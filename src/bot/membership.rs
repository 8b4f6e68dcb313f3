//! Joining and leaving groups.
//!
//! When the bot is added it either records the group and greets it, or leaves a
//! group that is too small to play in. When removed it forgets the group entirely.

use log::{info, warn};

use super::replies;
use super::transport::{ChatRef, Outgoing};
use crate::config::{BotConfig, GameConfig, SpawnMode};
use crate::game::types::{GroupId, GroupRecord};
use crate::game::GameEngine;
use crate::logutil::escape_log;
use crate::storage::{RecordStore, StoreError};

/// Rules applied when the bot is added to a chat.
#[derive(Debug, Clone)]
pub struct MembershipPolicy {
    pub bot_name: String,
    pub welcome_enabled: bool,
    pub min_group_members: u32,
    pub spawn_threshold: u32,
    /// Set in interval mode; the welcome then names the period instead of the threshold.
    pub spawn_interval_secs: Option<u64>,
}

impl MembershipPolicy {
    pub fn from_config(bot: &BotConfig, game: &GameConfig) -> Self {
        Self {
            bot_name: bot.name.clone(),
            welcome_enabled: bot.welcome_enabled,
            min_group_members: bot.min_group_members,
            spawn_threshold: game.spawn_threshold,
            spawn_interval_secs: match game.spawn_mode {
                SpawnMode::Messages => None,
                SpawnMode::Interval => game.spawn_interval_secs,
            },
        }
    }

    fn too_small(&self, member_count: u32) -> bool {
        self.min_group_members > 0 && member_count < self.min_group_members
    }

    fn welcome_text(&self) -> String {
        match self.spawn_interval_secs {
            Some(secs) => replies::interval_welcome(&self.bot_name, (secs / 60).max(1)),
            None => replies::welcome(&self.bot_name, self.spawn_threshold),
        }
    }

    /// Decide what to do for a `BotAdded` event. Only records the group when it is kept.
    pub fn on_added(
        &self,
        store: &dyn RecordStore,
        chat: &ChatRef,
        member_count: u32,
    ) -> Result<Vec<Outgoing>, StoreError> {
        if !chat.is_group() {
            return Ok(Vec::new());
        }
        if self.too_small(member_count) {
            info!(
                "Leaving group {} ('{}'): {} members, {} required",
                chat.id,
                escape_log(&chat.title),
                member_count,
                self.min_group_members
            );
            return Ok(vec![
                Outgoing::Text {
                    chat_id: chat.id,
                    text: replies::group_too_small(self.min_group_members),
                },
                Outgoing::Leave { chat_id: chat.id },
            ]);
        }

        store.add_group(GroupRecord::new(chat.id, chat.title.clone()))?;
        info!("Joined group {} ('{}')", chat.id, escape_log(&chat.title));

        let mut out = Vec::new();
        if self.welcome_enabled {
            out.push(Outgoing::Text {
                chat_id: chat.id,
                text: self.welcome_text(),
            });
        }
        Ok(out)
    }

    /// Forget a group the bot is no longer part of.
    pub fn on_removed(
        &self,
        store: &dyn RecordStore,
        engine: &GameEngine,
        chat_id: GroupId,
    ) -> Result<(), StoreError> {
        if let Err(e) = store.remove_group(chat_id) {
            warn!("Failed to remove group {} from store: {}", chat_id, e);
            return Err(e);
        }
        engine.forget_group(chat_id);
        info!("Left group {}", chat_id);
        Ok(())
    }
}

#[cfg(test)]
mod tests {
    use super::*;
    use crate::config::Config;
    use crate::storage::SledStoreBuilder;
    use tempfile::TempDir;

    fn policy(min_members: u32) -> MembershipPolicy {
        let mut config = Config::default();
        config.bot.min_group_members = min_members;
        MembershipPolicy::from_config(&config.bot, &config.game)
    }

    #[test]
    fn small_group_is_left_and_not_recorded() {
        let dir = TempDir::new().expect("tempdir");
        let store = SledStoreBuilder::new(dir.path()).open().expect("store");
        let out = policy(15)
            .on_added(&store, &ChatRef::group(-7, "tiny"), 3)
            .expect("added");
        assert_eq!(out.len(), 2);
        assert_eq!(out[1], Outgoing::Leave { chat_id: -7 });
        assert!(store.list_groups().expect("groups").is_empty());
    }

    #[test]
    fn accepted_group_gets_welcome() {
        let dir = TempDir::new().expect("tempdir");
        let store = SledStoreBuilder::new(dir.path()).open().expect("store");
        let out = policy(15)
            .on_added(&store, &ChatRef::group(-8, "big"), 40)
            .expect("added");
        match out.as_slice() {
            [Outgoing::Text { chat_id, text }] => {
                assert_eq!(*chat_id, -8);
                assert!(text.contains("50 messages"));
            }
            other => panic!("unexpected output {:?}", other),
        }
        assert_eq!(store.list_groups().expect("groups").len(), 1);
    }

    #[test]
    fn private_chat_is_ignored() {
        let dir = TempDir::new().expect("tempdir");
        let store = SledStoreBuilder::new(dir.path()).open().expect("store");
        let out = policy(0)
            .on_added(&store, &ChatRef::private(99), 1)
            .expect("added");
        assert!(out.is_empty());
        assert!(store.list_groups().expect("groups").is_empty());
    }
}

YOUR INSTRUCTIONS: Each line above that holds the string "SpawnMode" should be copied and shown.

ANSWER AREA:
use crate::config::{BotConfig, GameConfig, SpawnMode};
                SpawnMode::Messages => None,
                SpawnMode::Interval => game.spawn_interval_secs,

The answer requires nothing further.